Offered here is a textually complete example of this GROUND-BREAKING WORK OF RENAISSANCE MUSIC THEORY, including the celebrated woodcuts of Pythagoras' musical experiments, which are "the first to portray him as a musician" (D.E. Smith, History of Mathematics, p.76).

"Among the most important early printed treatises [on music] in terms of their influence on the sixteenth century were the writings of Franchino Gaffurio. His three most significant treatises, Theorica musicae (1492), Practica musicae (1496) and De harmonia musicorum instrumentorum (1518) - often described as the theoretical trilogy - provided a complete study in theoretical and practical music. [It should be noted that] when Gaffurio's treatises were published there was no 'music print culture,' that is, there was no printed polyphonic repertory. Gaffurio's examples are in fact among the first instances of printed polyphonic music." (Collins Judd, op. cit., p.17)

"The Theorica musicae constitutes the most ambitious attempt among any musical humanist of the Italian Renaissance to subsume and synthesize Boethian harmonics and its few Hellenistic predecessors known to Gaffurio." (Th. Christensen (ed.): The Cambridge History of Western Music Theory, p.31)

The author, Franchino Gaffurio, or Gafori (1451 - 1522), also known under his latinized name, Franchinus Gaffurius, was an Italian Renaissance music theorist, musician and composer, and almost exact contemporary of Leonardo da Vinci, with whom he was likely acquainted. In 1484 Gaffurius became maestro di cappella of the Duomo at Milan; the Duomo's choir, patronized by the Sforza family, was at the time one of the most renowned choirs in Europe.

Gaffurio's Theorica musice was one of the most widely read and influential musical books of the early Renaissance. A compendium of musical thought derived from Boethius and ancient philosophers, it reclaimed the heritage of Greek and Latin theory for Western musicians of the fifteenth century. Gaffurio's treatise is remarkable for its vast range, covering diverse topics including the systems of classifying music, physical properties of sound and the Pythagorean mathematical ratios, musical intervals, the Greek systema teleion, and the Guidonian solmization.

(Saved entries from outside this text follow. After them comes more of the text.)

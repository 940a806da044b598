//! Move candidates and their classification flags.

use serde::{Deserialize, Serialize};

/// Score given to forced mates, in pawns.
pub const MATE_SCORE_PAWNS: f64 = 1000.0;

/// Piece types as far as move preferences are concerned.
#[derive(Debug, Clone, Copy, PartialEq, Eq, Hash, Serialize, Deserialize)]
#[serde(rename_all = "lowercase")]
pub enum PieceKind {
    Pawn,
    Knight,
    Bishop,
    Rook,
    Queen,
    King,
}

/// Side of the board a castling move goes to.
#[derive(Debug, Clone, Copy, PartialEq, Eq, Hash, Serialize, Deserialize)]
#[serde(rename_all = "lowercase")]
pub enum CastleSide {
    Kingside,
    Queenside,
}

/// Board-level facts about a move, filled in by a [`crate::ChessRules`]
/// implementation. Defaults describe a quiet move of an unknown piece.
#[derive(Debug, Clone, Default, PartialEq, Serialize, Deserialize)]
pub struct MoveFlags {
    /// Piece being moved
    pub piece: Option<PieceKind>,
    pub capture: bool,
    pub check: bool,
    pub castle: Option<CastleSide>,
    pub en_passant: bool,
    /// Piece promoted to, if any
    pub promotion: Option<PieceKind>,
    /// The move pins an enemy piece that was not pinned before
    pub creates_pin: bool,
    /// The move checkmates on the board
    pub delivers_mate: bool,
}

impl MoveFlags {
    pub fn is_castle(&self) -> bool {
        self.castle.is_some()
    }

    pub fn is_promotion(&self) -> bool {
        self.promotion.is_some()
    }
}

/// One candidate move with its engine analysis and intelligence bookkeeping.
///
/// `score_cp` and `score_pawns` always describe the same value; update them
/// through [`MoveCandidate::set_score_pawns`] or
/// [`MoveCandidate::apply_modification`].
#[derive(Debug, Clone, PartialEq, Serialize, Deserialize)]
pub struct MoveCandidate {
    /// Move in UCI notation, e.g. `e2e4` or `e7e8q`
    pub uci: String,
    pub score_cp: i32,
    pub score_pawns: f64,
    pub depth: u32,
    /// Moves to mate, positive when the side to move mates; `None` otherwise
    pub mate_in: Option<i32>,
    /// Principal variation starting with this move
    pub pv: Vec<String>,
    pub nodes: u64,
    pub flags: MoveFlags,

    /// Engine score before the first intelligence pass
    pub original_score_pawns: Option<f64>,
    pub multiplier: f64,
    pub modified: bool,
}

impl MoveCandidate {
    /// Creates a candidate scored in centipawns.
    pub fn new(uci: impl Into<String>, score_cp: i32) -> Self {
        Self {
            uci: uci.into(),
            score_cp,
            score_pawns: f64::from(score_cp) / 100.0,
            depth: 0,
            mate_in: None,
            pv: Vec::new(),
            nodes: 0,
            flags: MoveFlags::default(),
            original_score_pawns: None,
            multiplier: 1.0,
            modified: false,
        }
    }

    /// Creates a candidate reported as mate in `mate_in` moves.
    pub fn with_mate(uci: impl Into<String>, mate_in: i32) -> Self {
        let mut candidate = Self::new(uci, 0);
        candidate.mate_in = Some(mate_in);
        candidate.set_score_pawns(if mate_in < 0 {
            -MATE_SCORE_PAWNS
        } else {
            MATE_SCORE_PAWNS
        });
        candidate
    }

    pub fn with_flags(mut self, flags: MoveFlags) -> Self {
        self.flags = flags;
        self
    }

    /// Origin square, the first two characters of the UCI text.
    pub fn from_square(&self) -> Option<&str> {
        self.uci.get(0..2)
    }

    /// Destination square.
    pub fn to_square(&self) -> Option<&str> {
        self.uci.get(2..4)
    }

    /// Promotion letter, if the UCI text carries one.
    pub fn promotion_char(&self) -> Option<char> {
        self.uci.chars().nth(4)
    }

    /// A non-zero mate score.
    pub fn is_forced_mate(&self) -> bool {
        matches!(self.mate_in, Some(n) if n != 0)
    }

    /// Sets the score in pawns and re-derives centipawns.
    pub fn set_score_pawns(&mut self, pawns: f64) {
        self.score_pawns = pawns;
        self.score_cp = (pawns * 100.0).round() as i32;
    }

    /// Records an intelligence adjustment. The pre-modification score is
    /// captured on the first call only.
    pub fn apply_modification(&mut self, new_score_pawns: f64, multiplier: f64) {
        if !self.modified {
            self.original_score_pawns = Some(self.score_pawns);
        }
        self.set_score_pawns(new_score_pawns);
        self.multiplier = multiplier;
        self.modified = true;
    }

    /// Score the engine reported, ignoring any intelligence adjustment.
    pub fn engine_score_pawns(&self) -> f64 {
        self.original_score_pawns.unwrap_or(self.score_pawns)
    }
}

#[cfg(test)]
mod tests {
    use super::*;

    #[test]
    fn test_scores_stay_consistent() {
        let mut candidate = MoveCandidate::new("e2e4", 35);
        assert_eq!(candidate.score_pawns, 0.35);

        candidate.set_score_pawns(-1.234);
        assert_eq!(candidate.score_cp, -123);
    }

    #[test]
    fn test_original_score_written_once() {
        let mut candidate = MoveCandidate::new("g1f3", 50);
        candidate.apply_modification(0.75, 1.5);
        candidate.apply_modification(1.125, 1.5);

        assert_eq!(candidate.original_score_pawns, Some(0.5));
        assert_eq!(candidate.score_pawns, 1.125);
        assert_eq!(candidate.score_cp, 113);
        assert!(candidate.modified);
    }

    #[test]
    fn test_mate_candidate() {
        let mating = MoveCandidate::with_mate("d8h4", 2);
        assert!(mating.is_forced_mate());
        assert_eq!(mating.score_pawns, MATE_SCORE_PAWNS);

        let mated = MoveCandidate::with_mate("a2a3", -1);
        assert_eq!(mated.score_pawns, -MATE_SCORE_PAWNS);
    }

    #[test]
    fn test_square_accessors() {
        let candidate = MoveCandidate::new("e7e8q", 900);
        assert_eq!(candidate.from_square(), Some("e7"));
        assert_eq!(candidate.to_square(), Some("e8"));
        assert_eq!(candidate.promotion_char(), Some('q'));
        assert_eq!(MoveCandidate::new("e2e4", 0).promotion_char(), None);
    }
}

"Among the [book's] woodcut illustrations is [one] picturing Pythagoras and an assistant in cap and gown working out intervals on strings, pipes, bells, and glasses containing water. The book is an extensive work in Latin, with discussions of Greek writers on musical proportion and scales, information about other modes or arrangements of tones in sequence, and the Guidonian hexachord system, whereby tones are grouped into sixes. Pythagoras, Aristoxenus, and Boethius figure largely in the text, which is profusely illustrated with woodcut charts." (Ruth Watanabe, Some Theoretical Works by Franchino Gaffurio, Vol. IX (1954), no. 2)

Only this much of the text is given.